Friday feast: Another young captain crowned, and the future of the Wings
After several years of uninspired hockey and rosters chock full with transient players, I think Brown's captaincy is a turning point of sorts for the rebuilding franchise. It represents some form of stability for a team that's had more makeovers than some of their Hollywood residents.
"To me, it signifies having the young guys take leadership of the team, taking ownership of the team and making it our team," Brown told me yesterday from Los Angeles. "It really hasn't been the case here in L.A. for a while. It's been an older team. I think this is about passing it off to Kopitar, Frolov and myself, and a bunch of other guys like Sully and Jack. They want us to make this team our own and run with it.
"You look at what they did in Pittsburgh, they kind of did the same thing. It's Crosby's team and he's a young guy. When you have something to build on like that, it's always a positive."
This is promising to be another long season for the Kings, but at least there are promising signs, building blocks.
"We obviously want to get there as quick as possible," said Brown. "I know it's a process. I've been here for 5-6 years. Last season to a degree, but especially this season, it's the first time I've come back to a team where we had the same core of players. My first 3-4 years, we had different core players every year and it was hard to build on.
"Coming in this year, we've had probably five guys or so that have been here and are core guys for more than a year. It's easier to come back to that situation. We've established that core and it's going to be here for a while. It's exciting for everybody."

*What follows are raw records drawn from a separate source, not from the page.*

use std::time::Duration;

use fieldx::fxstruct;

/// Tunables of the catalog cache.
///
/// ```ignore
/// let settings = CacheSettings::builder()
///     .name("catalog")
///     .read_deadline(Duration::from_millis(50))
///     .build()?;
/// ```
#[derive(Clone, Debug)]
#[fxstruct(no_new, builder, get(copy))]
pub struct CacheSettings {
    /// Name used in log lines.
    #[fieldx(get(clone), builder(into), default(String::from("catalog")))]
    name: String,

    /// Soft deadline of a single cache read. Expiry counts as a miss.
    #[fieldx(default(Duration::from_millis(100)))]
    read_deadline: Duration,

    /// Entry lifetime for the bundled moka backend.
    #[fieldx(default(Duration::from_secs(300)))]
    ttl: Duration,

    /// Entry capacity for the bundled moka backend.
    #[fieldx(default(10_000))]
    max_capacity: u64,

    /// How many idle per-key rewrite locks are kept around.
    #[fieldx(default(4_096))]
    max_locks: u64,
}
//! Guarded access to the cache backend.
//!
//! Reads are bounded by the soft deadline and never fail because of the cache: a timeout, a backend error or a
//! wrong entry type all look like a miss to the caller. Writes are best-effort. The only error that escapes is
//! request cancellation.

use std::sync::Arc;
use std::time::Duration;

use tracing::debug;
use tracing::error;
use tracing::warn;

use crate::codec::RecordsCodec;
use crate::context::Deadline;
use crate::context::RequestContext;
use crate::error::CacheError;
use crate::error::CodecError;
use crate::error::Result;
use crate::keys::search_generation_key;
use crate::keys::CacheKey;
use crate::keys::SearchGeneration;
use crate::telemetry::Telemetry;
use crate::traits::CacheBackend;
use crate::types::FavouriteSet;
use crate::types::Record;

/// Outcome of a guarded read.
#[derive(Debug)]
pub(crate) enum Lookup<T> {
    Found(T),
    Missing,
    /// Timed out or failed. The entry may or may not exist.
    Unknown,
}

impl<T> Lookup<T> {
    pub(crate) fn found(self) -> Option<T> {
        match self {
            Lookup::Found(v) => Some(v),
            _ => None,
        }
    }
}

/// Outcome of a blob read.
#[derive(Debug)]
pub(crate) enum BlobRead {
    Hit(Vec<Record>),
    Miss,
    /// Read failed or timed out.
    Unknown,
    /// The entry exists but doesn't decode. It has already been evicted.
    Corrupt(CodecError),
}

pub(crate) struct CacheAccess<C>
where
    C: CacheBackend,
{
    backend:       Arc<C>,
    records_codec: RecordsCodec,
    read_deadline: Duration,
    telemetry:     Telemetry,
}

impl<C> CacheAccess<C>
where
    C: CacheBackend,
{
    pub(crate) fn new(
        backend: Arc<C>,
        records_codec: RecordsCodec,
        read_deadline: Duration,
        telemetry: Telemetry,
    ) -> Self {
        Self {
            backend,
            records_codec,
            read_deadline,
            telemetry,
        }
    }

    #[inline]
    fn name(&self) -> &str {
        self.telemetry.name()
    }

    // Common part of every read: soft deadline, miss accounting, error logging.
    async fn guarded_read<T, F>(&self, ctx: &RequestContext, key: &CacheKey, fut: F) -> Result<Lookup<T>>
    where
        F: std::future::Future<Output = std::result::Result<T, CacheError>>,
    {
        match ctx.run_within(self.read_deadline, fut).await? {
            Deadline::Done(Ok(v)) => Ok(Lookup::Found(v)),
            Deadline::Done(Err(CacheError::Miss(_))) => {
                self.telemetry.miss();
                Ok(Lookup::Missing)
            }
            Deadline::Done(Err(err)) => {
                self.telemetry.cache_error();
                warn!("[{}] cache read of '{key}' failed, treating as miss: {err}", self.name());
                Ok(Lookup::Unknown)
            }
            Deadline::Expired => {
                self.telemetry.soft_timeout();
                debug!(
                    "[{}] cache read of '{key}' exceeded {:?}, treating as miss",
                    self.name(),
                    self.read_deadline
                );
                Ok(Lookup::Unknown)
            }
        }
    }

    // Returns whether the write landed. Failures are logged and swallowed.
    async fn guarded_write<F>(&self, ctx: &RequestContext, key: &CacheKey, fut: F) -> Result<bool>
    where
        F: std::future::Future<Output = std::result::Result<(), CacheError>>,
    {
        if let Err(err) = ctx.run(fut).await? {
            self.telemetry.cache_error();
            warn!("[{}] cache write of '{key}' failed, ignoring: {err}", self.name());
            return Ok(false);
        }
        Ok(true)
    }

    pub(crate) async fn read_blob(&self, ctx: &RequestContext, key: &CacheKey) -> Result<BlobRead> {
        let bytes = match self.guarded_read(ctx, key, self.backend.get_blob(key)).await? {
            Lookup::Found(bytes) => bytes,
            Lookup::Missing => return Ok(BlobRead::Miss),
            Lookup::Unknown => return Ok(BlobRead::Unknown),
        };

        match self.records_codec.decode(&bytes) {
            Ok(records) => {
                self.telemetry.hit();
                Ok(BlobRead::Hit(records))
            }
            Err(err) => {
                error!("[{}] blob '{key}' is corrupt, evicting: {err}", self.name());
                self.evict(ctx, key).await?;
                Ok(BlobRead::Corrupt(err))
            }
        }
    }

    pub(crate) async fn write_blob(&self, ctx: &RequestContext, key: &CacheKey, records: &[Record]) -> Result<()> {
        let bytes = match self.records_codec.encode(records) {
            Ok(bytes) => bytes,
            Err(err) => {
                error!("[{}] can't encode blob '{key}', evicting instead: {err}", self.name());
                return self.evict(ctx, key).await;
            }
        };
        self.guarded_write(ctx, key, self.backend.put_blob(key, bytes)).await?;
        Ok(())
    }

    pub(crate) async fn read_count(&self, ctx: &RequestContext, key: &CacheKey) -> Result<Option<u64>> {
        let count = self.guarded_read(ctx, key, self.backend.get_count(key)).await?.found();
        if count.is_some() {
            self.telemetry.hit();
        }
        Ok(count)
    }

    pub(crate) async fn write_count(&self, ctx: &RequestContext, key: &CacheKey, count: u64) -> Result<()> {
        self.guarded_write(ctx, key, self.backend.put_count(key, count)).await?;
        Ok(())
    }

    pub(crate) async fn read_fav_ids(&self, ctx: &RequestContext, key: &CacheKey) -> Result<Lookup<FavouriteSet>> {
        let ids = self.guarded_read(ctx, key, self.backend.get_fav_ids(key)).await?;
        if matches!(ids, Lookup::Found(_)) {
            self.telemetry.hit();
        }
        Ok(ids)
    }

    pub(crate) async fn write_fav_ids(&self, ctx: &RequestContext, key: &CacheKey, ids: &FavouriteSet) -> Result<()> {
        self.guarded_write(ctx, key, self.backend.put_fav_ids(key, ids)).await?;
        Ok(())
    }

    pub(crate) async fn evict(&self, ctx: &RequestContext, key: &CacheKey) -> Result<()> {
        self.remove(ctx, key).await?;
        Ok(())
    }

    // Returns whether the entry is gone. A miss counts as gone.
    async fn remove(&self, ctx: &RequestContext, key: &CacheKey) -> Result<bool> {
        self.telemetry.eviction();
        match ctx.run(self.backend.delete(key)).await? {
            Ok(()) => Ok(true),
            Err(err) if err.is_miss() => Ok(true),
            Err(err) => {
                self.telemetry.cache_error();
                warn!("[{}] eviction of '{key}' failed: {err}", self.name());
                Ok(false)
            }
        }
    }

    /// Current search generation. An entry of the wrong type reads as [`Lookup::Unknown`].
    pub(crate) async fn read_search_generation(&self, ctx: &RequestContext) -> Result<Lookup<SearchGeneration>> {
        let key = search_generation_key();
        self.guarded_read(ctx, &key, self.backend.get_count(&key)).await
    }

    /// Returns whether the generation was stored.
    pub(crate) async fn write_search_generation(
        &self,
        ctx: &RequestContext,
        generation: SearchGeneration,
    ) -> Result<bool> {
        let key = search_generation_key();
        self.guarded_write(ctx, &key, self.backend.put_count(&key, generation)).await
    }

    /// Returns whether the generation is gone.
    pub(crate) async fn drop_search_generation(&self, ctx: &RequestContext) -> Result<bool> {
        self.remove(ctx, &search_generation_key()).await
    }
}
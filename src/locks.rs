use std::sync::atomic::AtomicU64;
use std::sync::atomic::Ordering;
use std::sync::Arc;
use std::time::Duration;

use moka::sync::Cache;
use tokio::sync::Mutex;
use tokio::sync::OwnedMutexGuard;

use crate::keys::CacheKey;

/// Per-key async mutexes serialising read-modify-write of a cache entry within this process.
///
/// Idle locks are dropped after a while. A lock evicted while held only loses its serialising effect for the writers
/// that come after; every single write stays self-consistent.
///
/// Next to the locks lives the mutation epoch. Invalidation advances it before touching any view, and a fill only
/// writes back what it read from the store if the epoch didn't move meanwhile.
pub(crate) struct KeyLocks {
    locks: Cache<CacheKey, Arc<Mutex<()>>>,
    epoch: AtomicU64,
}

impl KeyLocks {
    pub(crate) fn new(max_locks: u64) -> Self {
        Self {
            locks: Cache::builder()
                .max_capacity(max_locks)
                .time_to_idle(Duration::from_secs(60))
                .build(),
            epoch: AtomicU64::new(0),
        }
    }

    #[inline]
    pub(crate) fn epoch(&self) -> u64 {
        self.epoch.load(Ordering::SeqCst)
    }

    pub(crate) fn advance(&self) {
        self.epoch.fetch_add(1, Ordering::SeqCst);
    }

    pub(crate) async fn lock(&self, key: &CacheKey) -> OwnedMutexGuard<()> {
        let mutex = self.locks.get_with(key.clone(), || Arc::new(Mutex::new(())));
        mutex.lock_owned().await
    }
}

#[cfg(test)]
mod tests {
    use super::*;
    use crate::keys::count_key;
    use crate::types::View;

    #[tokio::test]
    async fn same_key_is_serialised() {
        let locks = KeyLocks::new(16);
        let key = count_key(&View::ItemsAll);
        let guard = locks.lock(&key).await;
        assert!(locks.locks.get(&key).is_some_and(|m| m.try_lock().is_err()));
        drop(guard);
        assert!(locks.locks.get(&key).is_some_and(|m| m.try_lock().is_ok()));
    }

    #[test]
    fn epoch_only_moves_forward() {
        let locks = KeyLocks::new(16);
        let seen = locks.epoch();
        locks.advance();
        assert!(locks.epoch() > seen);
    }
}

As I wrote Wednesday, when Craig Rivet was named captain of the Sabres, I'm more comfortable, personally, when a veteran gets the "C." But there are special young players out there who can handle it, like Crosby and Philly's Mike Richards.
Brown, 23, the youngest captain in Kings history, says he's picked up enough from other veterans and feels up to the task.
"I sat next to Scott Thornton the last couple of years in the locker room and, obviously, he's a guy that's been around the league for a while and been a leader on a lot of teams," said Brown, a lock to make the 2010 U.S. Olympic team. "I learned a lot from him. I played with Luc [Robitaille] and [Mattias] Norstrom and Blakey [Rob Blake] -- so you pick up little things from them. It's a big responsibility, but the neat thing about it is that, with the team we have here, we have five or six other guys who are capable of leading this team. Whether they're wearing letters or not, they're going to be leaders, as well."
The future of the Wings
This edition of the Red Wings won't be back with this current roster next season; there are too many guys who will need raises next season and not all of them will fit under the salary cap.
"This was the year we were able to win the Cup and then add a superstar player [Marian Hossa]," said Wings GM Ken Holland. "No matter what happens this season, we're losing players. Hossa's unrestricted, so are Zetterberg, Franzen, Samuelsson, Kopecky and Hudler is restricted and will be looking for a raise. So, we're going to have to identify two or three of those guys and we're probably going to lose a couple. We have no choice. So, it's probably a one-year window of opportunity to put this type of team together on paper. Now let's see what happens on the ice this season."
Henrik Zetterberg is the No. 1 priority.
"Without a doubt," said Holland. "I haven't really started. We've talked philosophically. He wants to be here and we want him here, so now, at some point in time, we have to get at it."
I think this will be pretty simple -- the Wings are going to have to choose between Hossa and Franzen; they won't be able to keep both.
Leafs watch ... and learn
An interesting sight I wanted to pass on from Thursday night's season opener in Detroit. The Toronto Maple Leafs players were all sitting on the bench, watching the Red Wings Cup banner-raising ceremony. Usually visiting teams stay inside their dressing room during these kinds of pregame ceremonies, but Leafs coach Ron Wilson wanted his young team to soak it in.
"Last year [with San Jose], I made the guys go on the bench and watch as the Hawks honored Bobby Hull and Stan Mikita," Wilson said after his team's 3-2 win over the Wings. "We won the game and everybody said it was fun to see these people up close and to see the way the crowd was. And tonight, I thought it was just as important to see what a winning team gets to experience when they pay attention and you become a team over a number of years."